[Opening Records for the exercise section]

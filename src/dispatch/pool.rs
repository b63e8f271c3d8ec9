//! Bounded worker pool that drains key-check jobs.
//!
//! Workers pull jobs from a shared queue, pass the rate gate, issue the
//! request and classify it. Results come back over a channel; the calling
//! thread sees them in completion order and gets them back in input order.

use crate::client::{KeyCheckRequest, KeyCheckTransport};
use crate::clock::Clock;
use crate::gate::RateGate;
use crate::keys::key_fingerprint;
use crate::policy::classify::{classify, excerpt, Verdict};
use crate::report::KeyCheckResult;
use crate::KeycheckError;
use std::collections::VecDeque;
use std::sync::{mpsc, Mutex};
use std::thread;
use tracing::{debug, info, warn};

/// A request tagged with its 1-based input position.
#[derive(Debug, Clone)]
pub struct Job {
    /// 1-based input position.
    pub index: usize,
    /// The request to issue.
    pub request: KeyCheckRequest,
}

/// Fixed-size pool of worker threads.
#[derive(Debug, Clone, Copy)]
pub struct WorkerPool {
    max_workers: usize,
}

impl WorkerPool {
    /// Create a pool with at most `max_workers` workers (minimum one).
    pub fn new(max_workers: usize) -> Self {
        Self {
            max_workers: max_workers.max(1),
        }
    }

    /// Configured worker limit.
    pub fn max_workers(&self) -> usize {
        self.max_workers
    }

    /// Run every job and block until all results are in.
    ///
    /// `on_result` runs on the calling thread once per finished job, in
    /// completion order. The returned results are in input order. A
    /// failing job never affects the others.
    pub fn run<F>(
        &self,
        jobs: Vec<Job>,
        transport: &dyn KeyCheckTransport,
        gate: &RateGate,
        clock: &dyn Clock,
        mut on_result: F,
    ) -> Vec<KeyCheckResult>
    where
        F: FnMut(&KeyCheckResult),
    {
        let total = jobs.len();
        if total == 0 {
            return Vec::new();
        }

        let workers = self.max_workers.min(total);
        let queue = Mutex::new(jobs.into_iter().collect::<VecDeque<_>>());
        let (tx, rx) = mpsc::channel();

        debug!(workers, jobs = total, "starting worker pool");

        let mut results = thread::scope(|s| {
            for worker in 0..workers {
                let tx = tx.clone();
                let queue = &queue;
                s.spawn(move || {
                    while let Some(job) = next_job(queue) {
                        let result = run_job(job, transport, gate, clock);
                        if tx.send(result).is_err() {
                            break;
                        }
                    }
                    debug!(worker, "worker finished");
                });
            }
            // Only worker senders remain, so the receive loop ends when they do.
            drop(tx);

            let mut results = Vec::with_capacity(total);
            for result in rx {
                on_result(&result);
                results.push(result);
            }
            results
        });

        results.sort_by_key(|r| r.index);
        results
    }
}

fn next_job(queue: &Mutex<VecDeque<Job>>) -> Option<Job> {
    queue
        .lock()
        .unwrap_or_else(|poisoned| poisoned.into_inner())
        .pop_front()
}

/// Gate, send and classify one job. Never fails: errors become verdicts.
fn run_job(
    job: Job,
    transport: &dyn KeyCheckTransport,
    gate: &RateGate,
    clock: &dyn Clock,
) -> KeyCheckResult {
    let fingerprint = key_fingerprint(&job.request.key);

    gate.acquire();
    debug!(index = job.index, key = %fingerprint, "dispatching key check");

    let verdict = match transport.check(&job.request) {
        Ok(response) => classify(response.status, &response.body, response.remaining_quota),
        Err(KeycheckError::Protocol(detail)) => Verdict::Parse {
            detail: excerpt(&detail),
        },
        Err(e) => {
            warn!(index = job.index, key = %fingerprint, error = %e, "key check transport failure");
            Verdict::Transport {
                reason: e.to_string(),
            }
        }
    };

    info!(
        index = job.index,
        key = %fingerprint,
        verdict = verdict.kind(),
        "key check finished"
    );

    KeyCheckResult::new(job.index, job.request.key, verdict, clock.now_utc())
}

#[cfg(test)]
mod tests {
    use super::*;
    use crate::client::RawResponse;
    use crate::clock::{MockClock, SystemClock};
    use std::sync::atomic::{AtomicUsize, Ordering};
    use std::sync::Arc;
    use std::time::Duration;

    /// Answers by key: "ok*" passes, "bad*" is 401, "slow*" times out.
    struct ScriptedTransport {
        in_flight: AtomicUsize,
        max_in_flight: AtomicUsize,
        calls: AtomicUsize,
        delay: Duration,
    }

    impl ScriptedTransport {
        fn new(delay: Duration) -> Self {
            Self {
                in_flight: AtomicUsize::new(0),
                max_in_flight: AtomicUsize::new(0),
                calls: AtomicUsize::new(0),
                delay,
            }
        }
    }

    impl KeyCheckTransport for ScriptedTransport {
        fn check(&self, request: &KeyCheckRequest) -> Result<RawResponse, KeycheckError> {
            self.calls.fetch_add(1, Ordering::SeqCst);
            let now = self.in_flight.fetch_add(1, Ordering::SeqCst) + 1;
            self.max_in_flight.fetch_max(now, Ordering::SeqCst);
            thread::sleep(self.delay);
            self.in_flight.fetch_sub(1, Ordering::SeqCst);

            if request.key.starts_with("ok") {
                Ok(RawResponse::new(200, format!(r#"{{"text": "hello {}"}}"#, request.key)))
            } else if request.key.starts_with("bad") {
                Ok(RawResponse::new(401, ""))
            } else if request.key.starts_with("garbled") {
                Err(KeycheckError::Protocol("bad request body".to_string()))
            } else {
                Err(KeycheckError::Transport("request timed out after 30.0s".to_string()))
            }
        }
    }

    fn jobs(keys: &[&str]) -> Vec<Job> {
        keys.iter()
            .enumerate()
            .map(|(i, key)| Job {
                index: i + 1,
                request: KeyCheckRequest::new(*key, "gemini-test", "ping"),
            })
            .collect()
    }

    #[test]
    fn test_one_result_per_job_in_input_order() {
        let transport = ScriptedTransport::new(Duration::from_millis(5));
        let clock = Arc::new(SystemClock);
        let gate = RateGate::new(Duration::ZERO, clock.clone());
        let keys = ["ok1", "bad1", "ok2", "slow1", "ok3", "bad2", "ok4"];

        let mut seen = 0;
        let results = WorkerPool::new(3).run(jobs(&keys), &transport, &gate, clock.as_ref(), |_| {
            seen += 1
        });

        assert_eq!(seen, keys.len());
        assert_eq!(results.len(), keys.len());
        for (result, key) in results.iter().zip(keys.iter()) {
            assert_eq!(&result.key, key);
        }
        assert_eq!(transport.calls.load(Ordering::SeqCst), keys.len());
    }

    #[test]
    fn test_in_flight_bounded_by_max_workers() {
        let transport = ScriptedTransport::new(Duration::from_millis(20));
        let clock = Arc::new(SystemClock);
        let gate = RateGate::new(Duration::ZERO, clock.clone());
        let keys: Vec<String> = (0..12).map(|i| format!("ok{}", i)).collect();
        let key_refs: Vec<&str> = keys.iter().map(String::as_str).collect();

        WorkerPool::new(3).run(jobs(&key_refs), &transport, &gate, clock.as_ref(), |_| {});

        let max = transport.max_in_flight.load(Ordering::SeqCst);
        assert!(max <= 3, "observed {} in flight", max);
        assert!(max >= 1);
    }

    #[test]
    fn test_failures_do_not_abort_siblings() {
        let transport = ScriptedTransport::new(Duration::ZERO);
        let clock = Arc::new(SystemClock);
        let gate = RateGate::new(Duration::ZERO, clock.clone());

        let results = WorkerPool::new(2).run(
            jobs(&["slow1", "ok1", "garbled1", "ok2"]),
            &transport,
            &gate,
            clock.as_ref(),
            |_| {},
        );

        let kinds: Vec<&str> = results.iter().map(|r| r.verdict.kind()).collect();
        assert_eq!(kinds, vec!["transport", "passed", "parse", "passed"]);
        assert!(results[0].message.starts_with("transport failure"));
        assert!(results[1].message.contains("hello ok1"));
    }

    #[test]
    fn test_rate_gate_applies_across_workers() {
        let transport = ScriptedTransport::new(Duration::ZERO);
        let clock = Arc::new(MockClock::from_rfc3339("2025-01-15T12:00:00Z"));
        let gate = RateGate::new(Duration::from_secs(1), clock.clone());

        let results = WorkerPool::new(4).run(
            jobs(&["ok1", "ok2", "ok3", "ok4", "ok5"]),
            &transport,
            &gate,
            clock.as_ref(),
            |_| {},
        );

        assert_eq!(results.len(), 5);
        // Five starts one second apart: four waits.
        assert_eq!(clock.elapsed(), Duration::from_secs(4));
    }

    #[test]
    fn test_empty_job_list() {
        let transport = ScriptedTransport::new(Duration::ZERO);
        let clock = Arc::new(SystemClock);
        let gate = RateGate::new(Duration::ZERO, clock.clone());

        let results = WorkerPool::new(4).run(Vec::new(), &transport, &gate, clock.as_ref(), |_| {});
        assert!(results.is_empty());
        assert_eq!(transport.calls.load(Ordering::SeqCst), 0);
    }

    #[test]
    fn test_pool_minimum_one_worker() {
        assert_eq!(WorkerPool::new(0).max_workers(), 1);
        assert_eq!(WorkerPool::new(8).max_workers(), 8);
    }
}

[Closing Records for the exercise section]
[Opening Records for the exercise section]

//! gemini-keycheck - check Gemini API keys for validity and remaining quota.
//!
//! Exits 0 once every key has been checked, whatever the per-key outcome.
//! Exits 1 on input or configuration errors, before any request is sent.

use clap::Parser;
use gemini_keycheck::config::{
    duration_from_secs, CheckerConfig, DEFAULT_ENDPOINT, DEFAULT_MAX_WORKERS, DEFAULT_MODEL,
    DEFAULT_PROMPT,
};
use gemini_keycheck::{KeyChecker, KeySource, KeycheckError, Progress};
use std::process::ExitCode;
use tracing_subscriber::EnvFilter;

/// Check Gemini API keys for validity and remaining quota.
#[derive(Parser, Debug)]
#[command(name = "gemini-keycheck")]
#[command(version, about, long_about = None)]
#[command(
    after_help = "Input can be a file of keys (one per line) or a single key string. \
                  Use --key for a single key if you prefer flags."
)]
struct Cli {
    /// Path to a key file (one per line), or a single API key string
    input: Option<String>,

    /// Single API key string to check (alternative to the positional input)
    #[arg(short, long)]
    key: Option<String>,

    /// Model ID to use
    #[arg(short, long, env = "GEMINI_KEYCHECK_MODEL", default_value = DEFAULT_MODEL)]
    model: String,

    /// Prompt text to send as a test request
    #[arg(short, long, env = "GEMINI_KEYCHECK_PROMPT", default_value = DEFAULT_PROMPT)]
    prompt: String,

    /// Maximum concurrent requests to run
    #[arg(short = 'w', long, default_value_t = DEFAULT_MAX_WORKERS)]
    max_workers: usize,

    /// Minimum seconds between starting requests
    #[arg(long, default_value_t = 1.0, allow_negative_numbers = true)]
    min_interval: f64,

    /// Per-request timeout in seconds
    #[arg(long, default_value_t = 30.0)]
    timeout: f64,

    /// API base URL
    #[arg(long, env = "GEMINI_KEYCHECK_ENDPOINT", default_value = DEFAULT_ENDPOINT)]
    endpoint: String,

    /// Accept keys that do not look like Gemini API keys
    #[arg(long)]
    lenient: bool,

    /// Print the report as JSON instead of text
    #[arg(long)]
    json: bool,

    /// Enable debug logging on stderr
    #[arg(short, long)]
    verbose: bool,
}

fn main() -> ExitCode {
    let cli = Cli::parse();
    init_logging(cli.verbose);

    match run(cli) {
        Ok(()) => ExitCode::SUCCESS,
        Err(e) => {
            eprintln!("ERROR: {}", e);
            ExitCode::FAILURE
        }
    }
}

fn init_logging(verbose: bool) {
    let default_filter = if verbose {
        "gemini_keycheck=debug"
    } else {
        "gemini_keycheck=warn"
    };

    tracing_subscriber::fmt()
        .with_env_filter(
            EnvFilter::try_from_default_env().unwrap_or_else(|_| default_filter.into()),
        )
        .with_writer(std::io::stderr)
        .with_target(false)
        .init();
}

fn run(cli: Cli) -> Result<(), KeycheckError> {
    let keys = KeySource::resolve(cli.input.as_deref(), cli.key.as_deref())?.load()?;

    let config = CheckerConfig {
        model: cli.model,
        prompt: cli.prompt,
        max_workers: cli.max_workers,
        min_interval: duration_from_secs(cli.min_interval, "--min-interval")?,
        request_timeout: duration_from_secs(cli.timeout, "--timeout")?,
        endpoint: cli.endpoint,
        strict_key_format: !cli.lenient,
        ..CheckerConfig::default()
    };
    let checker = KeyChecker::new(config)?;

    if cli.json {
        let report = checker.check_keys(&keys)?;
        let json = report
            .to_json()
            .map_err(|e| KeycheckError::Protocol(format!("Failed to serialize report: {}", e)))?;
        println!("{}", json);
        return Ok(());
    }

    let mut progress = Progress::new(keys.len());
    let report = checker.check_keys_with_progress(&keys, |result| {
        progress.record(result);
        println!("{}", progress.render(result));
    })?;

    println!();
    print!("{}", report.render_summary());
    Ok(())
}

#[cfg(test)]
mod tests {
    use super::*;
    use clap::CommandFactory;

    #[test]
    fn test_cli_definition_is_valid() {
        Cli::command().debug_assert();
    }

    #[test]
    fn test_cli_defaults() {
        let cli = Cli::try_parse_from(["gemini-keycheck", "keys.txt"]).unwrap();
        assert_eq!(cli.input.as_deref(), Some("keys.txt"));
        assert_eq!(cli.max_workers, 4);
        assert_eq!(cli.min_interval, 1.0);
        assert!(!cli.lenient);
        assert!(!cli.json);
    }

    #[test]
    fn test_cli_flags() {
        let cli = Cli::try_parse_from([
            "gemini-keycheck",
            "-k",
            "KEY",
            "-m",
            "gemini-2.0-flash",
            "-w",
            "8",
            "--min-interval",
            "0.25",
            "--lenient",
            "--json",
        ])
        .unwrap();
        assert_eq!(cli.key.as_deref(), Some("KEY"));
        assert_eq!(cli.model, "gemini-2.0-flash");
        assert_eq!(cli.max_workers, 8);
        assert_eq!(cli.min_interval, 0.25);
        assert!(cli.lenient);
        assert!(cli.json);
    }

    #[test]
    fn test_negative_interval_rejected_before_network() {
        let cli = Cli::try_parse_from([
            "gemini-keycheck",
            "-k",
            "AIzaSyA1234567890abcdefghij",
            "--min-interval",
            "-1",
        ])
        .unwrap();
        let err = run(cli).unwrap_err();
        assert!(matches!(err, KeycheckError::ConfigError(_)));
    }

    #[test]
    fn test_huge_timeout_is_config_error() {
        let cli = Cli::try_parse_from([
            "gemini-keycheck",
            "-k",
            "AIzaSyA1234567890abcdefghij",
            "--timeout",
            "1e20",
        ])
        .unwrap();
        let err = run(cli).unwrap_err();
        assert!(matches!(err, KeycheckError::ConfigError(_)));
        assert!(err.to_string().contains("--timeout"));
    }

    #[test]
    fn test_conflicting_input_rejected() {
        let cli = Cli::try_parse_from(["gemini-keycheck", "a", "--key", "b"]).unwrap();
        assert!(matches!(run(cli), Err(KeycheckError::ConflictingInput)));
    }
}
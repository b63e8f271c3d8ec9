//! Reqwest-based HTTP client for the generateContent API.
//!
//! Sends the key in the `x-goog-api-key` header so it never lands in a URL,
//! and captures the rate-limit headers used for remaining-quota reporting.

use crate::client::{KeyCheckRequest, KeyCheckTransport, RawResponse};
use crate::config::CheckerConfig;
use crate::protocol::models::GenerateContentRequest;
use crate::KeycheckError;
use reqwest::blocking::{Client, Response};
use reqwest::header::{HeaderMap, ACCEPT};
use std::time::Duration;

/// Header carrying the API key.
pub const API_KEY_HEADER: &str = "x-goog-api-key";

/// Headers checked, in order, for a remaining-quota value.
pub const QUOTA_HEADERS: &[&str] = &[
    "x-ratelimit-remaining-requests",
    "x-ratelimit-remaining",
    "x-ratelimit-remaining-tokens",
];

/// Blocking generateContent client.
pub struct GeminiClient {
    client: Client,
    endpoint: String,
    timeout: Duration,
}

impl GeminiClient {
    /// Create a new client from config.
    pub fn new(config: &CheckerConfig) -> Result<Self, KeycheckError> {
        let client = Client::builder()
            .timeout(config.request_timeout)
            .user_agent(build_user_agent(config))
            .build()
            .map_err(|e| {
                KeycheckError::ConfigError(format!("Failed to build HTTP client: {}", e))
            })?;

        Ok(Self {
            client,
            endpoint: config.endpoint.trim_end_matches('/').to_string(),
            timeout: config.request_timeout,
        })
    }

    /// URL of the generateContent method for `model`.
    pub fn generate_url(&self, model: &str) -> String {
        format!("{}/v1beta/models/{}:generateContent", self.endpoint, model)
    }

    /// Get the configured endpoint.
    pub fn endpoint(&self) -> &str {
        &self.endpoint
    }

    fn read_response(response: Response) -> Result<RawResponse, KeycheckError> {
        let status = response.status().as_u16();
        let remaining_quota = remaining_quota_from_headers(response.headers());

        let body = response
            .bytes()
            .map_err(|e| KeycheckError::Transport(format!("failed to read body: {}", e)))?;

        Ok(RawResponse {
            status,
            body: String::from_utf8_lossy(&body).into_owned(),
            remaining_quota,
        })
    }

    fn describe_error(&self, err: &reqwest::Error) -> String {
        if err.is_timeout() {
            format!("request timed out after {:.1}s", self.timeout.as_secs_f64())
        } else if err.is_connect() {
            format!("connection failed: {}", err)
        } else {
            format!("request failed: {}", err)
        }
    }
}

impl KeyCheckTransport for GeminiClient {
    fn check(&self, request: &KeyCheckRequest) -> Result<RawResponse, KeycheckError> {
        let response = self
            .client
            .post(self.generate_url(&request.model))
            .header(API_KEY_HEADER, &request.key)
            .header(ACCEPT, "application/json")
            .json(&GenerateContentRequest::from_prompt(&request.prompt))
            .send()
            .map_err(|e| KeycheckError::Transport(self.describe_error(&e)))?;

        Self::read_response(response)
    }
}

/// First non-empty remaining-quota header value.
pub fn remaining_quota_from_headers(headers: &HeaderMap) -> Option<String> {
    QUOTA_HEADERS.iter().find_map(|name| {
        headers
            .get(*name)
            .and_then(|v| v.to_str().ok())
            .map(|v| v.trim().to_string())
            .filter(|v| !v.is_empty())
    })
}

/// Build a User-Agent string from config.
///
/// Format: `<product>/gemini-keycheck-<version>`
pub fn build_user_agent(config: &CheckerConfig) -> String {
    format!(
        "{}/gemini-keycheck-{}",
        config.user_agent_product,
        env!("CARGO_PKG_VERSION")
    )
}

[Closing Records for the exercise section]

*Problem details*. Scan the records above for lines with the word "impl", then say how many there are, giving the number alone.

*Result of the task*. 5